**Task**
Look through the lines below; wherever the word "Upcoming" appears, copy that line.

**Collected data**
=== Section Start ===
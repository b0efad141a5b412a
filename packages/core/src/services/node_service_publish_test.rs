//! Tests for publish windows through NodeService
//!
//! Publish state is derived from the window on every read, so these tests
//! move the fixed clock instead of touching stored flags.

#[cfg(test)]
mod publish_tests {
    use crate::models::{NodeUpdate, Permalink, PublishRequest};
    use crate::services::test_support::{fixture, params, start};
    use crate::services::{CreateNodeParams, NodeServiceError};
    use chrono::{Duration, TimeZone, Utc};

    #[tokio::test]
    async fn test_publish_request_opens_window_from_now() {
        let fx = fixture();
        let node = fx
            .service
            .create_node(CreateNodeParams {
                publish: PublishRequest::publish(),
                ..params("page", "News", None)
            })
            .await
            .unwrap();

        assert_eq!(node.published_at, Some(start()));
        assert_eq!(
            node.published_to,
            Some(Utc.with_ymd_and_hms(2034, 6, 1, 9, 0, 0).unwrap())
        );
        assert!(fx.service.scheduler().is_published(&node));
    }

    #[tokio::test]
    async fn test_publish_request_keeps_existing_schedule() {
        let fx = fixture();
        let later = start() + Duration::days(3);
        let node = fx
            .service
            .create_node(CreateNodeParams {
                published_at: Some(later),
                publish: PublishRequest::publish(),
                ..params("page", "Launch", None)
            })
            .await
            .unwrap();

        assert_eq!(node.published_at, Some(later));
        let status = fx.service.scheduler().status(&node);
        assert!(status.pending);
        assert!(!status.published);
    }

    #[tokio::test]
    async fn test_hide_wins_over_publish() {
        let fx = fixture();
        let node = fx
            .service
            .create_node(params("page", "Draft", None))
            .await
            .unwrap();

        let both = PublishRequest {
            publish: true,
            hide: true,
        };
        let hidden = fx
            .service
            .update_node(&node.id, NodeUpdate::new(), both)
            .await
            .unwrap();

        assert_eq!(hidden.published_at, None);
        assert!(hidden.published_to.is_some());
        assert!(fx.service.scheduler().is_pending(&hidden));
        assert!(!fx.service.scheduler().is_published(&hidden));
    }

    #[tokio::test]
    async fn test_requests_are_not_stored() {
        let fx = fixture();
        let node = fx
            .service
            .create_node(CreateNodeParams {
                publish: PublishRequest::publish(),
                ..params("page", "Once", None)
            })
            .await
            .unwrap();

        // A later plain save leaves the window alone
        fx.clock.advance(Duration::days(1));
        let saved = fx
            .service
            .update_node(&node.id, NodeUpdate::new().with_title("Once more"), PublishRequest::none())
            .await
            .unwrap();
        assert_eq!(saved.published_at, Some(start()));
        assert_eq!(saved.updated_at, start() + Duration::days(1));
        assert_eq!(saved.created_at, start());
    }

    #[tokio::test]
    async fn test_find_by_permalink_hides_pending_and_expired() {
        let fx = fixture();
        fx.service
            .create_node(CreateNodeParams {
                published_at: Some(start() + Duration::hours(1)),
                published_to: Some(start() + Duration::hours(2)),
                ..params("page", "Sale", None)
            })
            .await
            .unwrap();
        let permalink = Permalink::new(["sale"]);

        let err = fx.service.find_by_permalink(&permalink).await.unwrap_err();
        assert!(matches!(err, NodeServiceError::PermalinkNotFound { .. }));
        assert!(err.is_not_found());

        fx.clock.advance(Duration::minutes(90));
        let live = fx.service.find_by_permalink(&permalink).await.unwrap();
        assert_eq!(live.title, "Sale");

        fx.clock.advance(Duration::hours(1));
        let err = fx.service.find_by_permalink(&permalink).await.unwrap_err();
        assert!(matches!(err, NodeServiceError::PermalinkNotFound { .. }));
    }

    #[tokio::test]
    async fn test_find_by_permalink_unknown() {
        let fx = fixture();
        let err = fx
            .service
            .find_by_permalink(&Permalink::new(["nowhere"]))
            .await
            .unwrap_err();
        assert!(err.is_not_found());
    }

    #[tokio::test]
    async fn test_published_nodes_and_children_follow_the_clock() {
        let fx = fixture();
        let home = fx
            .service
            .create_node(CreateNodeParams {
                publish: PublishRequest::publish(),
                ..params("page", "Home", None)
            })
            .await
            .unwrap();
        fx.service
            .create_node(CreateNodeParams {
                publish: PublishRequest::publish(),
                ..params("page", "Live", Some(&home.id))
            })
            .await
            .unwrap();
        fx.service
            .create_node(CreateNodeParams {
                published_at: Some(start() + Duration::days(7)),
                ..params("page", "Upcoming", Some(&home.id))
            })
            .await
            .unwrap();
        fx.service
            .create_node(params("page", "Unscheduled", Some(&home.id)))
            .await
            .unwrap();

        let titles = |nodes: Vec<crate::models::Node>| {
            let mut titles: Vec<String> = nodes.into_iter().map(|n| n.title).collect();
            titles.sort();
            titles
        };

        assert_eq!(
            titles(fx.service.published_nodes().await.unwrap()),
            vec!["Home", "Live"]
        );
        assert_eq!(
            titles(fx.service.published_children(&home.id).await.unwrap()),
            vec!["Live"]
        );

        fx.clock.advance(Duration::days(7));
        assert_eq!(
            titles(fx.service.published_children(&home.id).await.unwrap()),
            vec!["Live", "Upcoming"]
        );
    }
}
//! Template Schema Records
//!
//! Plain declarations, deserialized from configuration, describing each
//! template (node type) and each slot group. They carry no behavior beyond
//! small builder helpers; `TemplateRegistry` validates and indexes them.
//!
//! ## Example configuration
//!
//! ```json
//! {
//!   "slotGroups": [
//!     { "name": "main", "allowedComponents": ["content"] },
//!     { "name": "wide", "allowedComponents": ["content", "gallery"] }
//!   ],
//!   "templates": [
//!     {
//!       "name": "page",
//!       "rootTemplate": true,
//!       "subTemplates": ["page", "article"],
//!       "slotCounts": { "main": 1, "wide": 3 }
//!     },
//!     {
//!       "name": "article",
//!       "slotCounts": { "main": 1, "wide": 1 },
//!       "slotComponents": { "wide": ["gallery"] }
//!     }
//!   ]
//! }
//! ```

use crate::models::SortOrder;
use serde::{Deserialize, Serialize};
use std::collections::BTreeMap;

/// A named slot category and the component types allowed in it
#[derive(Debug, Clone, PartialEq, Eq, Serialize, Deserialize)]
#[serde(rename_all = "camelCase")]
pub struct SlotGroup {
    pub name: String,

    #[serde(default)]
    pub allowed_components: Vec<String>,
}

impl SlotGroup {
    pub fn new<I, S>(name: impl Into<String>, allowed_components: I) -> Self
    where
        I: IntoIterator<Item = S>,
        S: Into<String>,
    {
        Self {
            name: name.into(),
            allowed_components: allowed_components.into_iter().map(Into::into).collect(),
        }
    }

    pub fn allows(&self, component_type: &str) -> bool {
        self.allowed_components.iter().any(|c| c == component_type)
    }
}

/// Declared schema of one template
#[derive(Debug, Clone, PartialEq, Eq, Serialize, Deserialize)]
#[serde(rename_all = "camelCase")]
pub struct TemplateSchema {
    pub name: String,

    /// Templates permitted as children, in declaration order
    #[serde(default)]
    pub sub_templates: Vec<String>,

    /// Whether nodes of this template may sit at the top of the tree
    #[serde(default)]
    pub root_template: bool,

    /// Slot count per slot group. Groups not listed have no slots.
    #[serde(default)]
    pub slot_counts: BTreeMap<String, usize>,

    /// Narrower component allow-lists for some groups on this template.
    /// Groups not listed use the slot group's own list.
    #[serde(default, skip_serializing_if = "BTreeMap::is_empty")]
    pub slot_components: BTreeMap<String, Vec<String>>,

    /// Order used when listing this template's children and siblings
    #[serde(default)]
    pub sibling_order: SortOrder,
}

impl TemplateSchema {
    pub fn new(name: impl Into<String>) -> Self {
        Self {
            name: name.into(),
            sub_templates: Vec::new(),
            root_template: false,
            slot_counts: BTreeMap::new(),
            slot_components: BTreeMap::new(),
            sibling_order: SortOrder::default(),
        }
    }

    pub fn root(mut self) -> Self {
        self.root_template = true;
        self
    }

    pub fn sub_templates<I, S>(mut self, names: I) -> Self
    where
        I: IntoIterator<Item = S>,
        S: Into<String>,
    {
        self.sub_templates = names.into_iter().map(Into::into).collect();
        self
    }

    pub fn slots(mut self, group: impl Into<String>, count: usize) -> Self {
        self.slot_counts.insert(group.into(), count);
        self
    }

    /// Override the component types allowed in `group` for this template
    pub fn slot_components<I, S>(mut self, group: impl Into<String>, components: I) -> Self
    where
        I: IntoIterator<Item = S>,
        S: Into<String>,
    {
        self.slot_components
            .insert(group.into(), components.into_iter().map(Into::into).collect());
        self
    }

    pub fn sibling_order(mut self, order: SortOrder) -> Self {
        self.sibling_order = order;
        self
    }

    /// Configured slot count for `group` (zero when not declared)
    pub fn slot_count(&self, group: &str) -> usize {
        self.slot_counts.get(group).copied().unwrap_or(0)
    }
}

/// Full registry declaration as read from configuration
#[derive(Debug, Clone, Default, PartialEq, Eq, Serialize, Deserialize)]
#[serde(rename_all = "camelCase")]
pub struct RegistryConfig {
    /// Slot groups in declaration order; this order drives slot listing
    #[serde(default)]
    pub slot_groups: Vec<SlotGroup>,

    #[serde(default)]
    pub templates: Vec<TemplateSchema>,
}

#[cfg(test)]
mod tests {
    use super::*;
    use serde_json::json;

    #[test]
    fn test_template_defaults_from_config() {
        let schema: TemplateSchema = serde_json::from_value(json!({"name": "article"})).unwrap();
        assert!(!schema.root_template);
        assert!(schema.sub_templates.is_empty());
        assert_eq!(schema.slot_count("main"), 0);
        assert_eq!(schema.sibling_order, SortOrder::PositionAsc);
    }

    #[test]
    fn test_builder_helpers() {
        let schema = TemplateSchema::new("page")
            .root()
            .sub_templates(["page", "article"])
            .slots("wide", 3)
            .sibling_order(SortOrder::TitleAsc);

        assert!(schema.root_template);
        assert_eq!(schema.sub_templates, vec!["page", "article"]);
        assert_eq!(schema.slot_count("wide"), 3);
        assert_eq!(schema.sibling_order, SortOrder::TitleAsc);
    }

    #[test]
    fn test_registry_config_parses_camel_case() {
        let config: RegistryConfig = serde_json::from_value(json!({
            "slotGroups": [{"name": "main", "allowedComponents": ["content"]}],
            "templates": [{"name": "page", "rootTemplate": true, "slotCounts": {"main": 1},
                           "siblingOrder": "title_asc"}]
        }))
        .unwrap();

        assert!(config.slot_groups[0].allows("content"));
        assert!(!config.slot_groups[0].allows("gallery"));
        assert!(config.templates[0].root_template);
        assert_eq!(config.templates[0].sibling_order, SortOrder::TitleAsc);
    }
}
=== Section End ===
**Exercise response**
                ..params("page", "Upcoming", Some(&home.id))
            vec!["Live", "Upcoming"]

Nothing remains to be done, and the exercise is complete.